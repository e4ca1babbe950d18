//! Route path constants
//!
//! Versioned paths are relative to the configured API prefix (`/api/v1` by
//! default). utoipa `#[path(...)]` attributes need string literals, so the
//! documented paths spell out the default prefix and must match these.

/// Unversioned operational endpoints
pub mod health {
    pub const HEALTH: &str = "/health";
    pub const READINESS: &str = "/readiness";
    pub const OPENAPI_JSON: &str = "/api-docs/openapi.json";
}

/// Voice-agent tool endpoints
pub mod voice {
    pub const AUTHENTICATE_NPI: &str = "/voice/authenticate-npi";
    pub const VERIFY_ZIP: &str = "/voice/verify-zip";
    pub const ELIGIBILITY: &str = "/voice/eligibility";
    pub const CLAIMS: &str = "/voice/claims";
}

/// Vendor post-call webhooks
pub mod webhooks {
    pub const BLAND_CALL_COMPLETE: &str = "/webhooks/bland/call-complete";
    pub const ELEVENLABS_POST_CALL: &str = "/webhooks/elevenlabs/post-call";
}

/// Browser voice-agent sessions
pub mod elevenlabs {
    pub const SAVE_CONVERSATION: &str = "/elevenlabs/save-conversation";
}

/// Stored call records
pub mod calls {
    pub const CALL_BY_ID: &str = "/calls/:call_id";
    pub const CALL_FLAG: &str = "/calls/:call_id/flag";
}
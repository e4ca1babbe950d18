use chrono::Utc;
use std::sync::Arc;
use tracing::{debug, info};

use crate::conversation_api::{poll_until_terminal, ConversationSource, RetryPolicy};
use crate::delivery::non_blank;
use crate::error::CallRecordResult;
use crate::models::CallRecord;
use crate::payloads::{BlandWebhookPayload, PostCallWebhook, SaveConversationRequest};
use crate::reconciler::{ReconcileOutcome, Reconciler, SaveOutcome};
use crate::repository::{CallRecordRepository, InMemoryCallRecordRepository};

/// Call-record ingestion for both voice-agent vendors
pub struct CallIngestService {
    records: Arc<dyn CallRecordRepository>,
    reconciler: Reconciler,
    conversations: Option<Arc<dyn ConversationSource>>,
    retry: RetryPolicy,
}

impl CallIngestService {
    pub fn new(
        records: Arc<dyn CallRecordRepository>,
        conversations: Option<Arc<dyn ConversationSource>>,
        retry: RetryPolicy,
    ) -> Self {
        Self {
            reconciler: Reconciler::new(records.clone()),
            records,
            conversations,
            retry,
        }
    }

    pub fn in_memory(conversations: Option<Arc<dyn ConversationSource>>, retry: RetryPolicy) -> Self {
        Self::new(Arc::new(InMemoryCallRecordRepository::new()), conversations, retry)
    }

    /// Vendor A post-call webhook
    pub async fn ingest_bland(&self, payload: BlandWebhookPayload) -> CallRecordResult<(ReconcileOutcome, CallRecord)> {
        debug!(
            call_id = ?payload.effective_call_id(),
            status = ?payload.status,
            completed = ?payload.completed,
            transcripts = payload.transcripts.as_ref().map_or(0, Vec::len),
            variables = payload.variables.as_ref().map_or(0, |vars| vars.len()),
            "vendor A webhook received"
        );
        let delivery = payload.into_delivery(Utc::now())?;
        self.reconciler.apply(delivery).await
    }

    /// Vendor B post-call webhook
    pub async fn ingest_elevenlabs_webhook(
        &self,
        webhook: PostCallWebhook,
    ) -> CallRecordResult<(ReconcileOutcome, CallRecord)> {
        debug!(
            event_type = %webhook.event_type,
            status = ?webhook.data.status,
            "vendor B webhook received"
        );
        let delivery = webhook.into_delivery(Utc::now())?;
        self.reconciler.apply(delivery).await
    }

    /// Save a browser conversation once; repeated saves are no-ops.
    ///
    /// The vendor API is only polled for a conversation not yet stored.
    pub async fn save_conversation(&self, request: SaveConversationRequest) -> CallRecordResult<(String, SaveOutcome)> {
        let call_id = request.derive_call_id();
        if self.records.find(&call_id).await?.is_some() {
            info!(call_id = %call_id, "conversation already saved, skipping");
            return Ok((call_id, SaveOutcome::AlreadyExists));
        }

        let fetched = match (non_blank(request.conversation_id.clone()), &self.conversations) {
            (Some(conversation_id), Some(source)) => {
                poll_until_terminal(source.as_ref(), &conversation_id, &self.retry).await
            }
            _ => None,
        };
        debug!(call_id = %call_id, fetched = fetched.is_some(), "conversation detail lookup");

        let delivery = request.into_delivery(call_id.clone(), fetched.as_ref(), Utc::now());
        let outcome = self.reconciler.save_once(delivery).await?;
        Ok((call_id, outcome))
    }

    pub async fn get(&self, call_id: &str) -> CallRecordResult<Option<CallRecord>> {
        self.records.find(call_id).await
    }

    pub async fn set_flagged(&self, call_id: &str, flagged: bool) -> CallRecordResult<Option<CallRecord>> {
        let updated = self.records.set_flagged(call_id, flagged).await?;
        if updated.is_some() {
            info!(call_id = %call_id, flagged, "call flag updated");
        }
        Ok(updated)
    }

    pub async fn count(&self) -> CallRecordResult<usize> {
        self.records.count().await
    }
}

#[cfg(test)]
mod tests {
    use super::*;
    use crate::conversation_api::MockConversationSource;
    use crate::payloads::{ConversationDetail, PostedTranscriptEntry};
    use std::time::Duration;

    fn no_wait() -> RetryPolicy {
        RetryPolicy {
            max_attempts: 2,
            base_delay: Duration::ZERO,
            max_delay: Duration::ZERO,
        }
    }

    fn request(conversation_id: &str) -> SaveConversationRequest {
        SaveConversationRequest {
            conversation_id: Some(conversation_id.to_string()),
            transcript: vec![PostedTranscriptEntry {
                speaker: "user".to_string(),
                text: "I have a question about a claim.".to_string(),
            }],
            duration_seconds: 30,
            tool_calls: Vec::new(),
        }
    }

    #[tokio::test]
    async fn test_repeat_save_skips_vendor_fetch() {
        let mut source = MockConversationSource::new();
        source.expect_fetch_conversation().times(1).returning(|_| {
            Ok(ConversationDetail {
                status: Some("done".to_string()),
                ..Default::default()
            })
        });
        let service = CallIngestService::in_memory(Some(Arc::new(source)), no_wait());

        let (call_id, first) = service.save_conversation(request("conv_9")).await.unwrap();
        assert_eq!(call_id, "el_conv_9");
        assert_eq!(first, SaveOutcome::Saved);

        let (_, second) = service.save_conversation(request("conv_9")).await.unwrap();
        assert_eq!(second, SaveOutcome::AlreadyExists);
        assert_eq!(service.count().await.unwrap(), 1);

        let stored = service.get("el_conv_9").await.unwrap().unwrap();
        assert_eq!(stored.tags, vec!["elevenlabs", "claims", "auto-resolved"]);
    }

    #[tokio::test]
    async fn test_fetch_failure_still_saves_posted_data() {
        let mut source = MockConversationSource::new();
        source
            .expect_fetch_conversation()
            .times(2)
            .returning(|_| Err(crate::error::CallRecordError::ConversationApi("status 500".to_string())));
        let service = CallIngestService::in_memory(Some(Arc::new(source)), no_wait());

        let (_, outcome) = service.save_conversation(request("conv_10")).await.unwrap();
        assert_eq!(outcome, SaveOutcome::Saved);
        assert_eq!(service.get("el_conv_10").await.unwrap().unwrap().transcript.len(), 1);
    }

    #[tokio::test]
    async fn test_flagging_unknown_call() {
        let service = CallIngestService::in_memory(None, RetryPolicy::default());
        assert!(service.set_flagged("nope", true).await.unwrap().is_none());
    }
}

^^^^

Set every entry down once more, exactly as written above.

repository e4ca1babbe950d18
//! Route path constants
//!
//! Versioned paths are relative to the configured API prefix (`/api/v1` by
//! default). utoipa `#[path(...)]` attributes need string literals, so the
//! documented paths spell out the default prefix and must match these.

/// Unversioned operational endpoints
pub mod health {
    pub const HEALTH: &str = "/health";
    pub const READINESS: &str = "/readiness";
    pub const OPENAPI_JSON: &str = "/api-docs/openapi.json";
}

/// Voice-agent tool endpoints
pub mod voice {
    pub const AUTHENTICATE_NPI: &str = "/voice/authenticate-npi";
    pub const VERIFY_ZIP: &str = "/voice/verify-zip";
    pub const ELIGIBILITY: &str = "/voice/eligibility";
    pub const CLAIMS: &str = "/voice/claims";
}

/// Vendor post-call webhooks
pub mod webhooks {
    pub const BLAND_CALL_COMPLETE: &str = "/webhooks/bland/call-complete";
    pub const ELEVENLABS_POST_CALL: &str = "/webhooks/elevenlabs/post-call";
}

/// Browser voice-agent sessions
pub mod elevenlabs {
    pub const SAVE_CONVERSATION: &str = "/elevenlabs/save-conversation";
}

/// Stored call records
pub mod calls {
    pub const CALL_BY_ID: &str = "/calls/:call_id";
    pub const CALL_FLAG: &str = "/calls/:call_id/flag";
}
repository e4ca1babbe950d18
use chrono::Utc;
use std::sync::Arc;
use tracing::{debug, info};

use crate::conversation_api::{poll_until_terminal, ConversationSource, RetryPolicy};
use crate::delivery::non_blank;
use crate::error::CallRecordResult;
use crate::models::CallRecord;
use crate::payloads::{BlandWebhookPayload, PostCallWebhook, SaveConversationRequest};
use crate::reconciler::{ReconcileOutcome, Reconciler, SaveOutcome};
use crate::repository::{CallRecordRepository, InMemoryCallRecordRepository};

/// Call-record ingestion for both voice-agent vendors
pub struct CallIngestService {
    records: Arc<dyn CallRecordRepository>,
    reconciler: Reconciler,
    conversations: Option<Arc<dyn ConversationSource>>,
    retry: RetryPolicy,
}

impl CallIngestService {
    pub fn new(
        records: Arc<dyn CallRecordRepository>,
        conversations: Option<Arc<dyn ConversationSource>>,
        retry: RetryPolicy,
    ) -> Self {
        Self {
            reconciler: Reconciler::new(records.clone()),
            records,
            conversations,
            retry,
        }
    }

    pub fn in_memory(conversations: Option<Arc<dyn ConversationSource>>, retry: RetryPolicy) -> Self {
        Self::new(Arc::new(InMemoryCallRecordRepository::new()), conversations, retry)
    }

    /// Vendor A post-call webhook
    pub async fn ingest_bland(&self, payload: BlandWebhookPayload) -> CallRecordResult<(ReconcileOutcome, CallRecord)> {
        debug!(
            call_id = ?payload.effective_call_id(),
            status = ?payload.status,
            completed = ?payload.completed,
            transcripts = payload.transcripts.as_ref().map_or(0, Vec::len),
            variables = payload.variables.as_ref().map_or(0, |vars| vars.len()),
            "vendor A webhook received"
        );
        let delivery = payload.into_delivery(Utc::now())?;
        self.reconciler.apply(delivery).await
    }

    /// Vendor B post-call webhook
    pub async fn ingest_elevenlabs_webhook(
        &self,
        webhook: PostCallWebhook,
    ) -> CallRecordResult<(ReconcileOutcome, CallRecord)> {
        debug!(
            event_type = %webhook.event_type,
            status = ?webhook.data.status,
            "vendor B webhook received"
        );
        let delivery = webhook.into_delivery(Utc::now())?;
        self.reconciler.apply(delivery).await
    }

    /// Save a browser conversation once; repeated saves are no-ops.
    ///
    /// The vendor API is only polled for a conversation not yet stored.
    pub async fn save_conversation(&self, request: SaveConversationRequest) -> CallRecordResult<(String, SaveOutcome)> {
        let call_id = request.derive_call_id();
        if self.records.find(&call_id).await?.is_some() {
            info!(call_id = %call_id, "conversation already saved, skipping");
            return Ok((call_id, SaveOutcome::AlreadyExists));
        }

        let fetched = match (non_blank(request.conversation_id.clone()), &self.conversations) {
            (Some(conversation_id), Some(source)) => {
                poll_until_terminal(source.as_ref(), &conversation_id, &self.retry).await
            }
            _ => None,
        };
        debug!(call_id = %call_id, fetched = fetched.is_some(), "conversation detail lookup");

        let delivery = request.into_delivery(call_id.clone(), fetched.as_ref(), Utc::now());
        let outcome = self.reconciler.save_once(delivery).await?;
        Ok((call_id, outcome))
    }

    pub async fn get(&self, call_id: &str) -> CallRecordResult<Option<CallRecord>> {
        self.records.find(call_id).await
    }

    pub async fn set_flagged(&self, call_id: &str, flagged: bool) -> CallRecordResult<Option<CallRecord>> {
        let updated = self.records.set_flagged(call_id, flagged).await?;
        if updated.is_some() {
            info!(call_id = %call_id, flagged, "call flag updated");
        }
        Ok(updated)
    }

    pub async fn count(&self) -> CallRecordResult<usize> {
        self.records.count().await
    }
}

#[cfg(test)]
mod tests {
    use super::*;
    use crate::conversation_api::MockConversationSource;
    use crate::payloads::{ConversationDetail, PostedTranscriptEntry};
    use std::time::Duration;

    fn no_wait() -> RetryPolicy {
        RetryPolicy {
            max_attempts: 2,
            base_delay: Duration::ZERO,
            max_delay: Duration::ZERO,
        }
    }

    fn request(conversation_id: &str) -> SaveConversationRequest {
        SaveConversationRequest {
            conversation_id: Some(conversation_id.to_string()),
            transcript: vec![PostedTranscriptEntry {
                speaker: "user".to_string(),
                text: "I have a question about a claim.".to_string(),
            }],
            duration_seconds: 30,
            tool_calls: Vec::new(),
        }
    }

    #[tokio::test]
    async fn test_repeat_save_skips_vendor_fetch() {
        let mut source = MockConversationSource::new();
        source.expect_fetch_conversation().times(1).returning(|_| {
            Ok(ConversationDetail {
                status: Some("done".to_string()),
                ..Default::default()
            })
        });
        let service = CallIngestService::in_memory(Some(Arc::new(source)), no_wait());

        let (call_id, first) = service.save_conversation(request("conv_9")).await.unwrap();
        assert_eq!(call_id, "el_conv_9");
        assert_eq!(first, SaveOutcome::Saved);

        let (_, second) = service.save_conversation(request("conv_9")).await.unwrap();
        assert_eq!(second, SaveOutcome::AlreadyExists);
        assert_eq!(service.count().await.unwrap(), 1);

        let stored = service.get("el_conv_9").await.unwrap().unwrap();
        assert_eq!(stored.tags, vec!["elevenlabs", "claims", "auto-resolved"]);
    }

    #[tokio::test]
    async fn test_fetch_failure_still_saves_posted_data() {
        let mut source = MockConversationSource::new();
        source
            .expect_fetch_conversation()
            .times(2)
            .returning(|_| Err(crate::error::CallRecordError::ConversationApi("status 500".to_string())));
        let service = CallIngestService::in_memory(Some(Arc::new(source)), no_wait());

        let (_, outcome) = service.save_conversation(request("conv_10")).await.unwrap();
        assert_eq!(outcome, SaveOutcome::Saved);
        assert_eq!(service.get("el_conv_10").await.unwrap().unwrap().transcript.len(), 1);
    }

    #[tokio::test]
    async fn test_flagging_unknown_call() {
        let service = CallIngestService::in_memory(None, RetryPolicy::default());
        assert!(service.set_flagged("nope", true).await.unwrap().is_none());
    }
}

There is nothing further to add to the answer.